Kıldığın namazdan çok, kazandığın paraya bak—helal mi?
“Ben Müslümanım” diyorsun… Peki gerçekten öyle misin?
Ama o söz sadece kimliğinde yazıyor, yüreğinde değil.
İnandığını söylediğin şeyle yaşadığın hayat birbirini yalanlıyor.
Sözlerin sert ama menfaatin Batı’yla mı ortak?
Bir yanda ezilen halk, öte yanda lüks sofraların mı var?
Mazlumu mu tutuyorsun, yoksa sadece laf mı ediyorsun?
Zinaya, faize, kumara karşıyım diyorsun…
Ama gizliden gizliye içindesin hepsinin.
Ama onları hayatının bir köşesinde saklıyor musun?
Bu şiir, başkalarına değil sadece sana yazıldı.
Ayna sana ne söylüyor?
Sahici misin, yoksa şekil misin?
Sahte vitrinlerin ardına gizlenmiş korkak ve eksik bir vicdana mı? Sahipsin.

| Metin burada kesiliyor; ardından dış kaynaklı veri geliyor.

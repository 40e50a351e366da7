//! # Passkey Ceremonies
//!
//! Server-side WebAuthn logic: issuing ceremony options with single-use
//! challenges and verifying the authenticator's signed responses.
//!
//! ## Submodules
//! - `challenge`: single-use challenge store (put/take)
//! - `options`: registration/authentication option building
//! - `client_data`, `authenticator_data`, `attestation`, `cose`: pure
//!   parsers for the WebAuthn/CTAP2 encodings
//! - `registration`: attestation verification → durable credential record
//! - `authentication`: assertion verification + signature-counter check
//! - `error`: the closed `CeremonyError` taxonomy
//! - `types`: wire-level request/response shapes
//!
//! ## Ceremony Flow
//!
//! ### Registration
//! 1. Client asks to register → `options::registration_options()` mints a
//!    challenge and stores it keyed by identity
//! 2. Client creates a credential with its authenticator
//! 3. Client returns the attestation → `registration::complete_registration()`
//!    consumes the challenge, verifies the response and extracts the
//!    credential record; the caller persists it
//!
//! ### Authentication
//! 1. Client asks to log in → `options::authentication_options()` with the
//!    user's allow-list
//! 2. Client signs the challenge with its authenticator
//! 3. Client returns the assertion → `authentication::complete_authentication()`
//!    consumes the challenge, verifies the signature against the stored
//!    public key and enforces counter monotonicity; the caller persists the
//!    new counter together with the login
//!
//! The verifiers never touch storage: they consume the challenge store and
//! return typed results. All persistence decisions live with the caller.

pub mod attestation;
pub mod authentication;
pub mod authenticator_data;
pub mod challenge;
pub mod client_data;
pub mod cose;
pub mod error;
pub mod options;
pub mod registration;
pub mod types;

/// Process-wide relying-party context. Loaded once at startup, read-only
/// for the lifetime of the process, never mutated per request.
#[derive(Debug, Clone)]
pub struct RelyingParty {
    /// The RP ID: a domain string, hashed into every authenticator response.
    pub id: String,
    /// Human-readable name shown during passkey creation.
    pub name: String,
    /// The exact expected web origin, compared byte-for-byte.
    pub origin: String,
}
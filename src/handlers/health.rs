//! # Health Check Handler
//!
//! Liveness endpoint for load balancers and monitoring.

use axum::Json;
use serde_json::{json, Value};

pub async fn health_check() -> Json<Value> {
    Json(json!({
        "status": "healthy",
        "service": "civitas-auth"
    }))
}
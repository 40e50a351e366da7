//! # civitas-auth
//!
//! Passkey (WebAuthn) authentication for the Civitas personal data vault.
//!
//! The crate is organized around the ceremony core in [`webauthn`]
//! (challenge store, option builder, registration and authentication
//! verifiers), with [`db`] owning durable credential state and
//! [`handlers`] wiring both into the HTTP surface.

pub mod config;
pub mod db;
pub mod error;
pub mod handlers;
pub mod middleware;
pub mod state;
pub mod webauthn;
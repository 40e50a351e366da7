//! # Attestation Object
//!
//! The registration response carries a CBOR map with three entries:
//! `fmt` (attestation statement format), `attStmt` (the statement itself)
//! and `authData` (the binary authenticator data).
//!
//! Attestation is accepted at the "none"/self level: the statement is
//! parsed structurally but its trust chain is not verified. What matters
//! for credential extraction is `authData`.

use ciborium::value::Value;

use crate::webauthn::authenticator_data::AuthenticatorData;
use crate::webauthn::error::{CeremonyError, CeremonyResult};

#[derive(Debug, Clone)]
pub struct AttestationObject {
    pub fmt: String,
    pub auth_data: AuthenticatorData,
    /// Raw authenticator data bytes, kept for callers that need the exact
    /// signed byte string.
    pub auth_data_bytes: Vec<u8>,
}

impl AttestationObject {
    pub fn parse(raw: &[u8]) -> CeremonyResult<Self> {
        let value: Value = ciborium::de::from_reader(raw).map_err(|e| {
            CeremonyError::AttestationInvalid(format!("attestation object CBOR: {e}"))
        })?;
        let entries = value.as_map().ok_or_else(|| {
            CeremonyError::AttestationInvalid("attestation object is not a CBOR map".into())
        })?;

        let fmt = match field(entries, "fmt") {
            Some(Value::Text(s)) => s.clone(),
            _ => {
                return Err(CeremonyError::AttestationInvalid(
                    "attestation object missing fmt".into(),
                ))
            }
        };

        // attStmt must be present and a map, even when empty ("none").
        match field(entries, "attStmt") {
            Some(Value::Map(_)) => {}
            _ => {
                return Err(CeremonyError::AttestationInvalid(
                    "attestation object missing attStmt".into(),
                ))
            }
        }

        let auth_data_bytes = match field(entries, "authData") {
            Some(Value::Bytes(b)) => b.clone(),
            _ => {
                return Err(CeremonyError::AttestationInvalid(
                    "attestation object missing authData".into(),
                ))
            }
        };

        let auth_data = AuthenticatorData::parse(&auth_data_bytes)?;

        Ok(Self {
            fmt,
            auth_data,
            auth_data_bytes,
        })
    }
}

fn field<'a>(entries: &'a [(Value, Value)], name: &str) -> Option<&'a Value> {
    entries.iter().find_map(|(k, v)| match k {
        Value::Text(s) if s == name => Some(v),
        _ => None,
    })
}

#[cfg(test)]
mod tests {
    use super::*;
    use sha2::{Digest, Sha256};

    fn encode(value: &Value) -> Vec<u8> {
        let mut buf = Vec::new();
        ciborium::ser::into_writer(value, &mut buf).unwrap();
        buf
    }

    fn minimal_auth_data() -> Vec<u8> {
        let mut out = Vec::new();
        out.extend_from_slice(&Sha256::digest(b"x.com"));
        out.push(0x01);
        out.extend_from_slice(&0u32.to_be_bytes());
        out
    }

    #[test]
    fn parses_none_attestation() {
        let obj = Value::Map(vec![
            (Value::Text("fmt".into()), Value::Text("none".into())),
            (Value::Text("attStmt".into()), Value::Map(vec![])),
            (
                Value::Text("authData".into()),
                Value::Bytes(minimal_auth_data()),
            ),
        ]);

        let parsed = AttestationObject::parse(&encode(&obj)).unwrap();
        assert_eq!(parsed.fmt, "none");
        assert_eq!(parsed.auth_data.counter, 0);
        assert_eq!(parsed.auth_data_bytes, minimal_auth_data());
    }

    #[test]
    fn rejects_missing_auth_data() {
        let obj = Value::Map(vec![
            (Value::Text("fmt".into()), Value::Text("none".into())),
            (Value::Text("attStmt".into()), Value::Map(vec![])),
        ]);

        assert!(matches!(
            AttestationObject::parse(&encode(&obj)).unwrap_err(),
            CeremonyError::AttestationInvalid(_)
        ));
    }

    #[test]
    fn rejects_non_cbor_input() {
        assert!(matches!(
            AttestationObject::parse(b"{\"json\": true}").unwrap_err(),
            CeremonyError::AttestationInvalid(_)
        ));
    }
}
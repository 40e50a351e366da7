//! # Application State
//!
//! The shared resources every request handler can reach: the database
//! pool, the relying-party context, and the challenge store. Axum clones
//! the state per request; all three members are cheap to clone (pool
//! handle, two `Arc`s).

use crate::config::Config;
use crate::webauthn::challenge::ChallengeStore;
use crate::webauthn::RelyingParty;
use anyhow::Result;
use sqlx::sqlite::SqlitePool;
use std::sync::Arc;
use std::time::Duration;

#[derive(Clone)]
pub struct AppState {
    /// SQLite connection pool; users and credentials live here.
    pub db: SqlitePool,

    /// Process-wide relying-party context. Read-only after startup.
    pub rp: Arc<RelyingParty>,

    /// Single-use challenge tracker. The only shared mutable state two
    /// requests for the same identity can race on.
    pub challenges: Arc<ChallengeStore>,
}

impl AppState {
    /// Connect to the database, run migrations, and freeze the RP context.
    pub async fn new(config: &Config) -> Result<Self> {
        let db = SqlitePool::connect(&config.database_url).await?;

        sqlx::migrate!("./migrations").run(&db).await?;

        let rp = Arc::new(RelyingParty {
            id: config.rp_id.clone(),
            name: config.rp_name.clone(),
            origin: config.rp_origin.clone(),
        });

        let challenges = Arc::new(ChallengeStore::new(Duration::from_secs(
            config.challenge_ttl_secs,
        )));

        Ok(AppState { db, rp, challenges })
    }
}
//! # Authentication Verifier
//!
//! Validates a client's assertion response against the pending challenge
//! and a stored credential, enforcing signature-counter anti-replay.
//!
//! The caller supplies the stored public key and counter for the credential
//! the client claims to present; locating that credential (and rejecting
//! `UnknownCredential` / `UserIdentityMismatch`) happens before this call.
//! On success the new counter is returned, and the caller persists it
//! atomically with the login record rather than eagerly, so a crash between
//! counter update and session issuance cannot lock the legitimate user out
//! of the next clone check.

use sha2::{Digest, Sha256};

use crate::webauthn::authenticator_data::AuthenticatorData;
use crate::webauthn::challenge::ChallengeStore;
use crate::webauthn::client_data::{CeremonyType, ClientData};
use crate::webauthn::cose::CosePublicKey;
use crate::webauthn::error::{CeremonyError, CeremonyResult};
use crate::webauthn::types::{base64url_decode, AssertionResponse};
use crate::webauthn::RelyingParty;

/// Verify an assertion response. Returns the authenticator's new signature
/// counter on success.
pub fn complete_authentication(
    rp: &RelyingParty,
    store: &ChallengeStore,
    identity: &str,
    response: &AssertionResponse,
    stored_public_key: &[u8],
    stored_counter: u32,
) -> CeremonyResult<u32> {
    let nonce = store.take(identity)?;

    let client_data_raw = base64url_decode(&response.response.client_data_json)?;
    let client_data = ClientData::parse(&client_data_raw)?;
    client_data.verify(&nonce, &rp.origin, CeremonyType::Get)?;

    let auth_data_raw = base64url_decode(&response.response.authenticator_data)?;
    let auth_data = AuthenticatorData::parse(&auth_data_raw)?;
    auth_data.verify_rp_id(&rp.id)?;
    if !auth_data.user_present() {
        return Err(CeremonyError::AttestationInvalid(
            "user presence flag not set".into(),
        ));
    }

    // The authenticator signs authenticatorData || SHA-256(clientDataJSON).
    let client_data_hash = Sha256::digest(&client_data_raw);
    let mut message = auth_data_raw.clone();
    message.extend_from_slice(&client_data_hash);

    let key = CosePublicKey::parse(stored_public_key)?;
    let signature = base64url_decode(&response.response.signature)?;
    key.verify(&message, &signature)?;

    check_counter(auth_data.counter, stored_counter)?;

    Ok(auth_data.counter)
}

/// Anti-replay / clone detection.
///
/// If either side has ever seen a nonzero counter, the new value must be
/// strictly greater than the stored one. An authenticator that reports 0 on
/// every use signals "counter not supported" and is accepted without the
/// monotonicity check, a trust assumption shared with common relying-party
/// libraries: a replayed zero-counter response is indistinguishable from a
/// counter-less authenticator.
fn check_counter(new_counter: u32, stored_counter: u32) -> CeremonyResult<()> {
    if new_counter == 0 && stored_counter == 0 {
        return Ok(());
    }
    if new_counter <= stored_counter {
        return Err(CeremonyError::PossibleCloneDetected);
    }
    Ok(())
}
//! # Challenge Store
//!
//! Ephemeral, single-use nonce tracker keyed by identity (email).
//!
//! ## Lifecycle
//! 1. The option builder `put`s a freshly minted nonce when a ceremony starts
//! 2. Whichever verification call reaches `take` first consumes it
//! 3. The entry is gone after the first `take`; success or failure, a
//!    challenge is never reusable
//!
//! ## Concurrency
//! A single `std::sync::Mutex` guards the whole map. The store is small
//! (one live entry per in-flight ceremony) and the critical sections are a
//! map lookup, so one global lock is enough to guarantee that two racing
//! `take` calls for the same identity cannot both succeed: exactly one gets
//! the nonce, the other observes `NoPendingChallenge`.
//!
//! Expiry is checked lazily inside `take`; there is no sweeper task. An
//! abandoned ceremony simply leaves an entry behind until the next `put`
//! for that identity overwrites it or a late `take` discards it as expired.

use crate::webauthn::error::{CeremonyError, CeremonyResult};
use std::collections::HashMap;
use std::sync::Mutex;
use std::time::{Duration, Instant};

/// Default maximum age of a pending challenge: 5 minutes.
pub const DEFAULT_CHALLENGE_TTL: Duration = Duration::from_secs(300);

struct PendingChallenge {
    nonce: Vec<u8>,
    issued_at: Instant,
}

/// In-process challenge storage.
///
/// For single-instance deployments this mutex-guarded map is sufficient.
/// Horizontally scaled deployments would need a shared store with TTL
/// (e.g. Redis) behind the same put/take contract, since a completion must
/// be able to consume a challenge issued by another instance.
pub struct ChallengeStore {
    ttl: Duration,
    pending: Mutex<HashMap<String, PendingChallenge>>,
}

impl ChallengeStore {
    pub fn new(ttl: Duration) -> Self {
        Self {
            ttl,
            pending: Mutex::new(HashMap::new()),
        }
    }

    /// Store a nonce for an identity, overwriting any live challenge.
    ///
    /// At most one challenge is outstanding per identity: a second
    /// registration or login attempt silently invalidates the first.
    pub fn put(&self, identity: &str, nonce: Vec<u8>) {
        let mut pending = self.pending.lock().expect("challenge store poisoned");
        pending.insert(
            identity.to_owned(),
            PendingChallenge {
                nonce,
                issued_at: Instant::now(),
            },
        );
    }

    /// Atomically remove and return the pending nonce for an identity.
    ///
    /// The entry is removed unconditionally: an expired entry is discarded
    /// and surfaced as `ChallengeExpired`, never left behind as a reusable
    /// tombstone.
    pub fn take(&self, identity: &str) -> CeremonyResult<Vec<u8>> {
        let mut pending = self.pending.lock().expect("challenge store poisoned");
        let entry = pending
            .remove(identity)
            .ok_or(CeremonyError::NoPendingChallenge)?;

        if entry.issued_at.elapsed() > self.ttl {
            return Err(CeremonyError::ChallengeExpired);
        }

        Ok(entry.nonce)
    }
}

impl Default for ChallengeStore {
    fn default() -> Self {
        Self::new(DEFAULT_CHALLENGE_TTL)
    }
}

Rahman ve Rahim Olan Allah’ın Adıyla
Allah, hiç kimseye güç yetireceğinden (kapasitesinden) başkasını yüklemez. (Herkesin) Kazandığı (iyilikler) lehine (kendi hayrına ve menfaatine), kazandırdıkları (veya sebep oldukları kötülükler ile, ona haksız şekilde kazandırılan şeyler ise) kendi aleyhine (zararına ve şer hanesine)dir. “Rabbimiz, unuttuklarımızdan veya (bu Kur’an’a, akla ve vicdana dayanarak vardığımız kararlarda ve içtihatlarımızda hataen) yanıldıklarımızdan dolayı bizi sorumlu tutarak azarlayıp cezalandırma! (Ey) Rabbimiz; (hadlerini aştıkları ve azıp şımardıkları için) bizden öncekilere yüklediğin gibi, bize de ağır (sorumluluklar) yükleyip (bizi bunaltma! Ey) Rabbimiz, kendisine güç yetiremeyeceğimiz şeyi bize taşıtma! Bizi affet. Bizi bağışla. Bizi esirgeyip acı! Sen bizim Mevlâ’mızsın. Kâfirler topluluğuna karşı bize yardım et. (Nusret ve muvaffakiyet verip zafere eriştir. Amin.)” (Bakara 286)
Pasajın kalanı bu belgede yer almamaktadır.